Trotadores en pandemia: el reaparecido asustado

POR CLODOVALDO HERNÁNDEZ
•@CLODOHER
ILUSTRACIÓN SOL ROCCOCUCHI
•@OCSENEBA

La semana pasada te hablé de la experiencia de volver a la calle a trotar, luego de la parada obligada de la cuarentena. Y anuncié que te contaría cómo fueron los días siguientes al retorno.

Pues te diré que pase un susto grande, muy propio de estos tiempos de incertidumbre y paranoia pandémica. Como te comenté, mi vuelta a la ruta habitual (Parque Carabobo, parque Los Caobos, Plaza Venezuela) transcurrió venturosamente. Llegué a la casa feliz porque no se dio el escenario pesimista en el que me pegaba la reaparecida horriblemente, al punto de terminar el recorrido caminando (fea humillación para cualquier trotador, por majunche que sea). Los entrenamientos bajo techo preservaron mi forma física, que no será ninguna gran cosa, pero es mía y me siento orgulloso de ella.

Ajá, pero el drama vino luego. Esa misma tarde de domingo empecé a sentirme un poco indispuesto, ¿sabes?, como cuando te va a dar gripe. Me dolían las piernas, lo que era de esperarse, pero también los brazos, algo ya menos explicable. Experimentaba lo que mi amada madre solía llamar “un desconcierto”.

Y, claro, me empezó a rodear el pánico.

Durante la noche no logré dormir bien. Mi mente empezó a revisar obsesivamente el recorrido para tratar de ubicar el punto fatídico en el que pude haberme infectado. No lo encontraba porque nunca me quite la mascarilla ni toque nada ni a nadie, salvo los botones del ascensor y las rejas del edificio. Ésos pasaron a ser el centro de mis sospechas.

Al día siguiente tuve, además, problemas estomacales. Eso, paradójicamente, me tranquilizó. Pensé que tal vez todo era producto de una parrilla mixta que comimos en familia el sábado (traída a domicilio desde una famosa pollera de Candelaria), y no de un certero ataque del coronavirus en mi primera salida a trotar en más de siete meses.
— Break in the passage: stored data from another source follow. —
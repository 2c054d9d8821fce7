use calforward::components::google_calendar::ConsoleCodeSupplier;
use calforward::handler::ScheduledEvent;
use calforward::startup;
use lambda_runtime::{service_fn, LambdaEvent};
use std::sync::Arc;
use tracing::info;

#[tokio::main]
async fn main() -> Result<(), lambda_runtime::Error> {
    // Initialize logging
    startup::init_logging()?;

    info!("Starting calendar forwarder");

    // Load configuration
    let config = startup::load_config()?;

    let handler = Arc::new(startup::build_handler(config, Arc::new(ConsoleCodeSupplier)).await);

    lambda_runtime::run(service_fn(move |event: LambdaEvent<ScheduledEvent>| {
        let handler = Arc::clone(&handler);
        async move {
            handler.handle(&event.payload).await?;
            Ok::<(), lambda_runtime::Error>(())
        }
    }))
    .await
}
Un par de días después, todo el desarreglo había desaparecido. El siguiente domingo repetí la aventura y, para el momento de escribirte esto, ya van tres veces. ¿Conclusión? Hay que trotar con todas las medidas preventivas, y después relajarse para que la imaginación hipocondríaca desbocada no te alcance y te mate de angustia.